Yeah, I put some 5200 on the outside of the sleeve hoping to seal any leaking between the foam and the spacer and to hold it in place... but that's not what I think causes the majority of the leakage. The air comes out right alongside the 1/4" through-bolt, and I used an O-ring on either side which sits outside the sleeve and in the depression formed by the end of the sleeve, the outside of the through-bolt, and the inside of the mast wall (and the riveted reinforcement plates). That O-ring is then sandwiched in by a nylon fender washer on each side, and the whole shebang is compressed together by the through-bolt, squeezing together the ends of the rotator and diamond wires.
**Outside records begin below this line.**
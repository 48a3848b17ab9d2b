//! Model bundle lifecycle for the statistical classification stage.
//!
//! - [`TextPipeline`]: TF-IDF features + multinomial Naive Bayes.
//! - [`ModelBundle`]: pipeline + label encoding + version markers, serialised with rkyv.
//! - [`BundleStore`]: one file on disk, replaced atomically.
//! - [`ModelRegistry`]: single-flight load-or-train, explicit retrain and invalidate.

pub mod bundle;
pub mod corpus;
pub mod error;
pub mod manager;
pub mod model;
pub mod store;


pub use bundle::{BUNDLE_FORMAT_VERSION, BUNDLE_MAGIC, ModelBundle};
pub use corpus::{CORPUS_VERSION, TrainingCorpus};
pub use error::RegistryError;
pub use manager::ModelRegistry;
pub use model::{MultinomialNb, SparseRow, TextPipeline, TfidfVectorizer};
pub use store::{BundleStore, LoadOutcome};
I suspect it would have been waterproof just like that, but I put a small bead of 5200 around each O-ring nonetheless, so the mast is goo-ed to the fender washers with the O-ring goo-ed in the gap between the spacer tube, the nylon washer, the inner diameter of the mast and reinforcement plate, and the outer diameter of the through-bolt. The 5200 has set up nicely, and none of that moves relative to anything else, but the mast rotator still has sufficient swing up/down within the lower terminal ends of the diamond wires.
SabresfortheCup wrote:
Installing a spinnaker? Sounds like a blast!
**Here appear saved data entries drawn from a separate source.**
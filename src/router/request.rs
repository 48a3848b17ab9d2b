use std::sync::Arc;

use tracing::{debug, info, instrument, warn};

use super::types::{EMPTY_FILE, EMPTY_TEXT, FILE_PROCESSED, TEXT_PROCESSED};
use super::{ClassificationResult, Probe, RouterError, VerifyRequest, WorkerPool};
use crate::classifier::{Classifier, ClassifierError};
use crate::constants::validate_embedding_dim;
use crate::embedding::{Embedding, EmbeddingProvider, Modality};
use crate::hashing::{media_digest, to_hex};
use crate::transcription::{MediaKind, Transcriber};
use crate::verification::{VerificationEngine, VerificationResult, VerificationState};

/// Single entry point for verification, extraction and classification requests.
///
/// Holds every collaborator behind `Arc`, so one router serves all connections. Blocking
/// model calls go through the [`WorkerPool`]; classification and comparison run inline.
pub struct RequestRouter {
    face: Arc<dyn EmbeddingProvider>,
    voice: Arc<dyn EmbeddingProvider>,
    transcriber: Arc<dyn Transcriber>,
    engine: VerificationEngine,
    classifier: Arc<Classifier>,
    pool: WorkerPool,
}

impl std::fmt::Debug for RequestRouter {
    fn fmt(&self, f: &mut std::fmt::Formatter<'_>) -> std::fmt::Result {
        f.debug_struct("RequestRouter")
            .field("face", &self.face)
            .field("voice", &self.voice)
            .field("transcriber", &self.transcriber)
            .field("engine", &self.engine)
            .field("pool_size", &self.pool.size())
            .finish_non_exhaustive()
    }
}

impl RequestRouter {
    /// Wires the collaborators together.
    ///
    /// Fails if a provider is registered under the wrong modality or produces vectors of
    /// a width the engine does not expect.
    pub fn new(
        face: Arc<dyn EmbeddingProvider>,
        voice: Arc<dyn EmbeddingProvider>,
        transcriber: Arc<dyn Transcriber>,
        engine: VerificationEngine,
        classifier: Arc<Classifier>,
        pool: WorkerPool,
    ) -> Result<Self, RouterError> {
        for (expected, provider) in [(Modality::Face, &face), (Modality::Voice, &voice)] {
            if provider.modality() != expected {
                return Err(RouterError::Internal(format!(
                    "{} provider registered for {}",
                    provider.modality(),
                    expected
                )));
            }
            validate_embedding_dim(provider.embedding_dim(), engine.expected_dim(expected))
                .map_err(|e| RouterError::Internal(format!("{} provider: {}", expected, e)))?;
        }

        Ok(Self {
            face,
            voice,
            transcriber,
            engine,
            classifier,
            pool,
        })
    }

    pub fn provider(&self, modality: Modality) -> &Arc<dyn EmbeddingProvider> {
        match modality {
            Modality::Face => &self.face,
            Modality::Voice => &self.voice,
        }
    }

    pub fn transcriber(&self) -> &Arc<dyn Transcriber> {
        &self.transcriber
    }

    pub fn engine(&self) -> &VerificationEngine {
        &self.engine
    }

    pub fn classifier(&self) -> &Arc<Classifier> {
        &self.classifier
    }

    pub fn pool(&self) -> &WorkerPool {
        &self.pool
    }

    /// Runs the modality's extractor on `media`.
    #[instrument(skip(self, media), fields(media_len = media.len()))]
    pub async fn extract_embedding(
        &self,
        modality: Modality,
        media: Vec<u8>,
    ) -> Result<Embedding, RouterError> {
        if media.is_empty() {
            return Err(RouterError::Input(EMPTY_FILE.to_string()));
        }

        debug!(digest = %to_hex(&media_digest(&media)), "Extracting embedding");

        let provider = Arc::clone(self.provider(modality));
        let embedding = self
            .pool
            .run(move || provider.embed(&media))
            .await
            .map_err(|e| RouterError::from_pool("embedding extraction", e))??;

        debug!(dim = embedding.dim(), "Embedding extracted");
        Ok(embedding)
    }

    /// Decides whether the probe matches the stored reference.
    #[instrument(skip(self, request), fields(modality = %request.modality))]
    pub async fn verify(&self, request: VerifyRequest) -> Result<VerificationResult, RouterError> {
        let VerifyRequest {
            modality,
            probe,
            stored,
            threshold,
        } = request;
        let mut state = VerificationState::Idle;

        let probe = match probe {
            Probe::Embedding(embedding) => embedding,
            Probe::Media(media) => {
                state = state.advance(VerificationState::Extracting)?;
                match self.extract_embedding(modality, media).await {
                    Ok(embedding) => embedding,
                    Err(e) => return Err(fail(state, e)),
                }
            }
        };

        state = state.advance(VerificationState::Comparing)?;
        let result = match self.engine.compare(&probe, &stored, modality, threshold) {
            Ok(result) => result,
            Err(e) => return Err(fail(state, e.into())),
        };

        let state = state.advance(VerificationState::Decided {
            similarity: result.similarity,
            is_match: result.is_match,
        })?;
        info!(
            state = state.name(),
            similarity = result.similarity,
            threshold = result.threshold,
            is_match = result.is_match,
            "Verification decided"
        );

        Ok(result)
    }

    /// Classifies a typed query.
    #[instrument(skip(self, text), fields(text_len = text.len()))]
    pub async fn classify_text(&self, text: &str) -> Result<ClassificationResult, RouterError> {
        if text.trim().is_empty() {
            return Err(RouterError::Input(EMPTY_TEXT.to_string()));
        }
        self.classify_transcript(text, TEXT_PROCESSED).await
    }

    /// Transcribes an uploaded audio/video query, then classifies the transcript.
    ///
    /// `file_name` only supplies the extension used to pick the media kind.
    #[instrument(skip(self, media), fields(media_len = media.len()))]
    pub async fn classify_file(
        &self,
        media: Vec<u8>,
        file_name: &str,
    ) -> Result<ClassificationResult, RouterError> {
        if media.is_empty() {
            return Err(RouterError::Input(EMPTY_FILE.to_string()));
        }

        let kind = MediaKind::from_extension(file_name).ok_or_else(|| {
            RouterError::Input(format!(
                "Unsupported file type '{}'. Upload an audio or video file.",
                file_name
            ))
        })?;

        let transcriber = Arc::clone(&self.transcriber);
        let transcript = self
            .pool
            .run(move || transcriber.transcribe(&media, kind))
            .await
            .map_err(|e| RouterError::from_pool("transcription", e))??;

        match transcript.filter(|t| !t.trim().is_empty()) {
            Some(text) => {
                debug!(%kind, text_len = text.len(), "Media transcribed");
                self.classify_transcript(&text, FILE_PROCESSED).await
            }
            None => {
                info!(%kind, "No speech in uploaded media");
                Ok(ClassificationResult::unprocessed())
            }
        }
    }

    async fn classify_transcript(
        &self,
        text: &str,
        message: &str,
    ) -> Result<ClassificationResult, RouterError> {
        let outcome = match self.classifier.try_classify(text).await {
            Ok(outcome) => outcome,
            Err(ClassifierError::ModelUnavailable(e)) => {
                return Err(RouterError::ModelUnavailable(e.to_string()));
            }
            Err(e) => self.classifier.fallback_outcome(text, &e),
        };

        info!(
            department = %outcome.department,
            routed_by = outcome.stage.routed_by().as_str(),
            "Query classified"
        );
        Ok(ClassificationResult::classified(text, outcome, message))
    }
}

fn fail(state: VerificationState, error: RouterError) -> RouterError {
    let failed = VerificationState::Failed {
        kind: error.kind(),
        reason: error.to_string(),
    };
    match state.advance(failed) {
        Ok(state) => warn!(
            state = state.name(),
            kind = error.kind(),
            error = %error,
            "Verification failed"
        ),
        Err(e) => warn!(error = %e, "Unexpected verification state"),
    }
    error
}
Haven't tried it yet, will save it for light wind entertainment. Right now, I agree -- getting off the trailer and onto the water is the priority and I'm choosing better wind days! It has been a good season thus far in Northern California... summer will find me bobbing around with limited wind on local lakes (playing with a spinny, perhaps?) or driving further to get to good wind in the mountains or near Rio Vista.